Atual campeão paulista e terceiro colocado no Brasileiro, o Rio Preto também reclamou do fato de a CBF divulgar a tabela a pouco tempo do início da competição. O clube lembrou ainda que, mesmo com calendário vazio, o Brasileiro será realizado simultaneamente ao Paulista.
“Temos o privilégio de disputar o Paulista, os Jogos Regionais e os Jogos Abertos, mas o calendário deveria ser mais planejado. O Paulista e o Brasileiro são disputados praticamente de forma simultânea. Não temos orçamento para ter um elenco grande, numeroso”, disse a presidente do clube, Doroteia Inojo.
“O ideal seria pensar [confederação e federações] de uma maneira integrada. Estamos treinando desde janeiro e só agora ficamos sabendo o regulamento”, disse Alessandro Rodrigues, gerente executivo do futebol feminino do Santos, campeão do último Brasileiro.
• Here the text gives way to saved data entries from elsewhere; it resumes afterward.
//! Wire message schema shared by the game-node and master-node surfaces.
//!
//! Everything here is a plain serde-derived type. The crate does not
//! prescribe a byte-level encoding — framing is a transport concern —
//! these types are what gets framed.

use serde::{Deserialize, Serialize};

/// Metadata key carrying a game node's [`GameServerId`] on the `Update` RPC.
///
/// Kept as the literal the rest of this ecosystem's deployments already
/// expect on the wire.
pub const GAMESERVER_ID_METADATA_KEY: &str = "quark-gameserver-id";

/// The only documented application-level error code: the target room does
/// not exist.
pub const ERROR_CODE_ROOM_NOT_FOUND: &str = "001";

/// Opaque identity of a session's actor inside a room.
///
/// Generated once at session start and immutable for the session's
/// lifetime. 128 bits of randomness, not a sequential counter — actor
/// identity must not leak ordering information to peers.
#[derive(Debug, Clone, Copy, PartialEq, Eq, Hash, Serialize, Deserialize)]
#[serde(transparent)]
pub struct ActorId(pub u128);

impl std::fmt::Display for ActorId {
    fn fmt(&self, f: &mut std::fmt::Formatter<'_>) -> std::fmt::Result {
        write!(f, "actor-{:032x}", self.0)
    }
}

/// Identity of a room, unique within a master's lifetime. Always non-zero.
#[derive(Debug, Clone, Copy, PartialEq, Eq, Hash, Serialize, Deserialize)]
#[serde(transparent)]
pub struct RoomId(pub u64);

impl std::fmt::Display for RoomId {
    fn fmt(&self, f: &mut std::fmt::Formatter<'_>) -> std::fmt::Result {
        write!(f, "room-{}", self.0)
    }
}

/// Identity the master assigns a game node at registration time.
///
/// Distinct from the node's network address: an address can re-register
/// (e.g. after a restart) and receive a fresh id.
#[derive(Debug, Clone, Copy, PartialEq, Eq, Hash, Serialize, Deserialize)]
#[serde(transparent)]
pub struct GameServerId(pub u128);

impl std::fmt::Display for GameServerId {
    fn fmt(&self, f: &mut std::fmt::Formatter<'_>) -> std::fmt::Result {
        write!(f, "gs-{:032x}", self.0)
    }
}

impl GameServerId {
    /// Encodes this id for transport as a metadata header value. Plain
    /// decimal, not the `gs-`-prefixed [`Display`](std::fmt::Display) form,
    /// since this is meant to be parsed back, not read by a human.
    pub fn to_metadata_value(self) -> String {
        self.0.to_string()
    }

    /// Parses an id previously produced by [`to_metadata_value`](Self::to_metadata_value).
    pub fn from_metadata_value(value: &str) -> Option<Self> {
        value.parse().ok().map(GameServerId)
    }
}

/// A game node's client-facing network endpoint.
#[derive(Debug, Clone, PartialEq, Eq, Hash, Serialize, Deserialize)]
pub struct GameServerAddr {
    pub host: String,
    pub port: u16,
}

impl std::fmt::Display for GameServerAddr {
    fn fmt(&self, f: &mut std::fmt::Formatter<'_>) -> std::fmt::Result {
        write!(f, "{}:{}", self.host, self.port)
    }
}

/// The canonical "what's running on this node" record for one room.
#[derive(Debug, Clone, PartialEq, Eq, Serialize, Deserialize)]
pub struct RoomStatus {
    pub room_id: RoomId,
    pub room_name: String,
    pub actor_count: u32,
}

impl RoomStatus {
    /// Checks the protocol-level invariant that a room's name is never
    /// empty on the wire (§3: "Name is non-empty"). A room with no
    /// client-supplied name still gets one — the registry/lobby mint a
    /// synthetic unique name for it — so a `RoomStatus` with an empty name
    /// reaching this check is malformed, not merely anonymous.
    pub fn validate(&self) -> Result<(), crate::ProtocolError> {
        if self.room_name.is_empty() {
            return Err(crate::ProtocolError::InvalidMessage(format!(
                "room_name must not be empty (room_id={})",
                self.room_id
            )));
        }
        Ok(())
    }
}

/// A room entry as shown to lobby subscribers: no actor count, just
/// enough to route a join.
#[derive(Debug, Clone, PartialEq, Eq, Serialize, Deserialize)]
pub struct RoomListEntry {
    pub room_id: RoomId,
    pub room_name: String,
}

/// Which inbound command an [`ServerMessage::OnCommandFailed`] refers to.
#[derive(Debug, Clone, Copy, PartialEq, Eq, Serialize, Deserialize)]
#[serde(rename_all = "snake_case")]
pub enum CommandKind {
    JoinRoom,
    LeaveRoom,
    SendMessage,
}

/// Client → session commands on the game-node `Service` stream.
#[derive(Debug, Clone, PartialEq, Serialize, Deserialize)]
#[serde(tag = "type")]
pub enum ClientMessage {
    JoinRoom { room_id: RoomId },
    LeaveRoom,
    SendMessage { code: u32, payload: Vec<u8> },
}

/// Session → client events on the game-node `Service` stream.
#[derive(Debug, Clone, PartialEq, Serialize, Deserialize)]
#[serde(tag = "type")]
pub enum ServerMessage {
    OnJoinRoomSuccess {
        actor_id: ActorId,
    },
    OnLeaveRoomSuccess,
    OnMessageReceived {
        sender_id: ActorId,
        code: u32,
        payload: Vec<u8>,
    },
    OnJoinRoom {
        actor_id_list: Vec<ActorId>,
        new_actor_id: ActorId,
    },
    OnLeaveRoom {
        actor_id_list: Vec<ActorId>,
        removed_actor_id: ActorId,
    },
    OnCommandFailed {
        error_code: String,
        error_detail: String,
        error_command: CommandKind,
    },
}

impl ServerMessage {
    /// Builds the one documented application error: a `JoinRoom`/`LeaveRoom`/
    /// `SendMessage` against a room that does not exist or that the session
    /// is not currently in.
    pub fn room_not_found(command: CommandKind, detail: impl Into<String>) -> Self {
        ServerMessage::OnCommandFailed {
            error_code: ERROR_CODE_ROOM_NOT_FOUND.to_string(),
            error_detail: detail.into(),
            error_command: command,
        }
    }
}

/// Lobby `CreateRoom` request/response.
#[derive(Debug, Clone, PartialEq, Eq, Serialize, Deserialize)]
pub struct CreateRoomRequest {
    pub room_name: String,
}

#[derive(Debug, Clone, PartialEq, Eq, Serialize, Deserialize)]
pub struct CreateRoomResponse {
    pub room_id: RoomId,
    pub already_exist: bool,
}

/// Lobby `JoinRoom` request/response.
#[derive(Debug, Clone, PartialEq, Eq, Serialize, Deserialize)]
pub struct JoinRoomRequest {
    pub room_id: RoomId,
}

#[derive(Debug, Clone, PartialEq, Eq, Serialize, Deserialize)]
pub struct JoinRoomResponse {
    pub game_server: GameServerAddr,
}

/// Messages streamed to an `InLobby` subscriber.
#[derive(Debug, Clone, PartialEq, Eq, Serialize, Deserialize)]
#[serde(tag = "type")]
pub enum LobbyMessage {
    RoomListUpdated { room_list: Vec<RoomListEntry> },
}

/// `RegisterGameServer` request (game node → master).
#[derive(Debug, Clone, PartialEq, Eq, Serialize, Deserialize)]
pub struct RegisterGameServerRequest {
    pub addr: GameServerAddr,
    pub capacity: u32,
}

/// Messages streamed back on the `RegisterGameServer` RPC.
#[derive(Debug, Clone, PartialEq, Eq, Serialize, Deserialize)]
#[serde(tag = "type")]
pub enum MasterServerMessage {
    Registered { game_server_id: GameServerId },
    RoomAllocation { room: RoomListEntry },
}

/// One batch entry on the `Update` RPC: a game node reporting a room's
/// current actor count.
#[derive(Debug, Clone, PartialEq, Eq, Serialize, Deserialize)]
pub struct UpdateRoomStatusRequest {
    pub updates: Vec<RoomStatus>,
}

#[cfg(test)]
mod tests {
    use super::*;

    #[test]
    fn actor_id_display_is_fixed_width_hex() {
        let id = ActorId(0x1);
        assert_eq!(id.to_string(), "actor-00000000000000000000000000000001");
    }

    #[test]
    fn room_id_round_trips_through_json() {
        let id = RoomId(42);
        let json = serde_json::to_string(&id).unwrap();
        assert_eq!(json, "42");
        let back: RoomId = serde_json::from_str(&json).unwrap();
        assert_eq!(back, id);
    }

    #[test]
    fn client_message_tags_by_type() {
        let msg = ClientMessage::JoinRoom { room_id: RoomId(7) };
        let json = serde_json::to_value(&msg).unwrap();
        assert_eq!(json["type"], "JoinRoom");
        assert_eq!(json["room_id"], 7);
    }

    #[test]
    fn server_message_room_not_found_uses_documented_code() {
        let msg = ServerMessage::room_not_found(CommandKind::JoinRoom, "room does not exist");
        match msg {
            ServerMessage::OnCommandFailed { error_code, error_command, .. } => {
                assert_eq!(error_code, ERROR_CODE_ROOM_NOT_FOUND);
                assert_eq!(error_command, CommandKind::JoinRoom);
            }
            _ => panic!("expected OnCommandFailed"),
        }
    }

    #[test]
    fn lobby_message_round_trips() {
        let msg = LobbyMessage::RoomListUpdated {
            room_list: vec![RoomListEntry { room_id: RoomId(1), room_name: "foo".into() }],
        };
        let json = serde_json::to_string(&msg).unwrap();
        let back: LobbyMessage = serde_json::from_str(&json).unwrap();
        assert_eq!(back, msg);
    }

    #[test]
    fn game_server_addr_displays_host_port() {
        let addr = GameServerAddr { host: "10.0.0.1".into(), port: 9000 };
        assert_eq!(addr.to_string(), "10.0.0.1:9000");
    }

    #[test]
    fn game_server_id_metadata_value_round_trips() {
        let id = GameServerId(0xdead_beef);
        let value = id.to_metadata_value();
        assert_eq!(GameServerId::from_metadata_value(&value), Some(id));
    }

    #[test]
    fn game_server_id_metadata_value_rejects_garbage() {
        assert_eq!(GameServerId::from_metadata_value("not-a-number"), None);
    }

    #[test]
    fn room_status_validate_rejects_empty_name() {
        let status = RoomStatus { room_id: RoomId(1), room_name: String::new(), actor_count: 0 };
        assert!(matches!(status.validate(), Err(ProtocolError::InvalidMessage(_))));
    }

    #[test]
    fn room_status_validate_accepts_a_non_empty_name() {
        let status = RoomStatus { room_id: RoomId(1), room_name: "arena".into(), actor_count: 0 };
        assert!(status.validate().is_ok());
    }
}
Até 2016, a CBF organizava o Brasileiro e a Copa do Brasil. Os torneios eram disputados cada um em um semestre e duravam no máximo três meses. No ano passado, a confederação extinguiu a Copa do Brasil e fez o Brasileiro mais extenso, com duas divisões —a Série A2 (segunda divisão) começou no dia 24.
Neste ano, a elite terá seis meses de duração, contra quatro em 2017. A Série A2 terá quase quatro meses.
“O período de ociosidade dificulta a motivação para treinar, além de contribuir para que alguns times parem de trabalhar e dispensem suas atletas para economizar. Desde que acabou a Copa do Brasil, realmente o calendário ficou muito ruim”, disse o técnico Ricardo Abrantes, do Flamengo, que possui parceria com a Marinha.
O Brasileiro é promovido pela SportPromotion e a Klefer, em parceria com a CBF. A organização paga transporte, alimentação e hospedagem dos times. Os clubes da primeira divisão recebem R$ 10 mil por jogo como mandante, R$ 5.000 como visitante e premiação pela colocação. COPA AMÉRICA Coordenador de futebol feminino da CBF, Marco Aurélio Cunha, afirmou que o início do Brasileiro foi adiado em um mês em razão da participação da seleção na Copa América (veja ao lado).
De acordo com o dirigente, os clubes receberam o calendário em dezembro.
Cunha disse também que a competição não foi antecipada porque os primeiros meses do ano são de muita chuva, o que prejudicaria o gramado dos campos utilizados pelas equipes femininas, que não têm a mesma estrutura dos usados no masculino.
DE SÃO PAULO
Seis meses depois de anunciar que não atuaria mais pela seleção por não concordar com a postura da CBF para o futebol feminino, a atacante Cristiane, 32, decidiu voltar atrás em sua decisão após ver melhoras, mesmo que ainda pequenas.
A jogadora foi convocada para a disputa da Copa América, no Chile, que classifica os dois primeiros colocados para o Mundial da França e apenas o campeão para a Olimpíada de Tóquio-2020. O Brasil estreia nesta quinta (5), às 19h, contra a Argentina.
“Recebi muitas críticas quando deixei a seleção e agora que voltei também. Decidi voltar porque entendi que a minha voz, minhas reivindicações, ficariam mais fortes estando na seleção brasileira”, disse a jogadora.
Em setembro, Cristiane decidiu deixar a seleção logo após a demissão da treinadora Emily Lima e a contratação de Vadão. Na oportunidade, pediu para Del Nero, hoje afastado da presidência CBF pela Fifa, uma reunião com as atletas para o desenvolvimento da modalidade.
Um Comitê de Futebol Feminino foi criado, mas extinto três meses depois. Mesmo assim, Cristiane diz ver as reivindicações das jogadoras serem atendidas aos poucos.
“É devagar, é pouco, mas as mudanças estão acontecendo. Hoje, temos uma liberdade para conversar com a CBF, as categorias de base contam com mulheres nas comissões técnicas. Premiações e direito de imagem, por exemplo, foram coisas que eu reivindiquei e estamos conseguindo”, acrescentou a atleta sem revelar valores que o time receberá.
Em outubro, a Folha mostrou que os jogadores convocados para a seleção masculina principal recebiam R$ 500 por dia da CBF, enquanto as mulheres ganhavam R$ 250. Fora do país, a diária masculina é em dólar e chega a R$ 1.600, enquanto as atletas recebiam o mesmo valor que em jogos no país.
Além de Cristiane, Vadão convocou também a volante Formiga, que tinha se aposentado da seleção em 2016.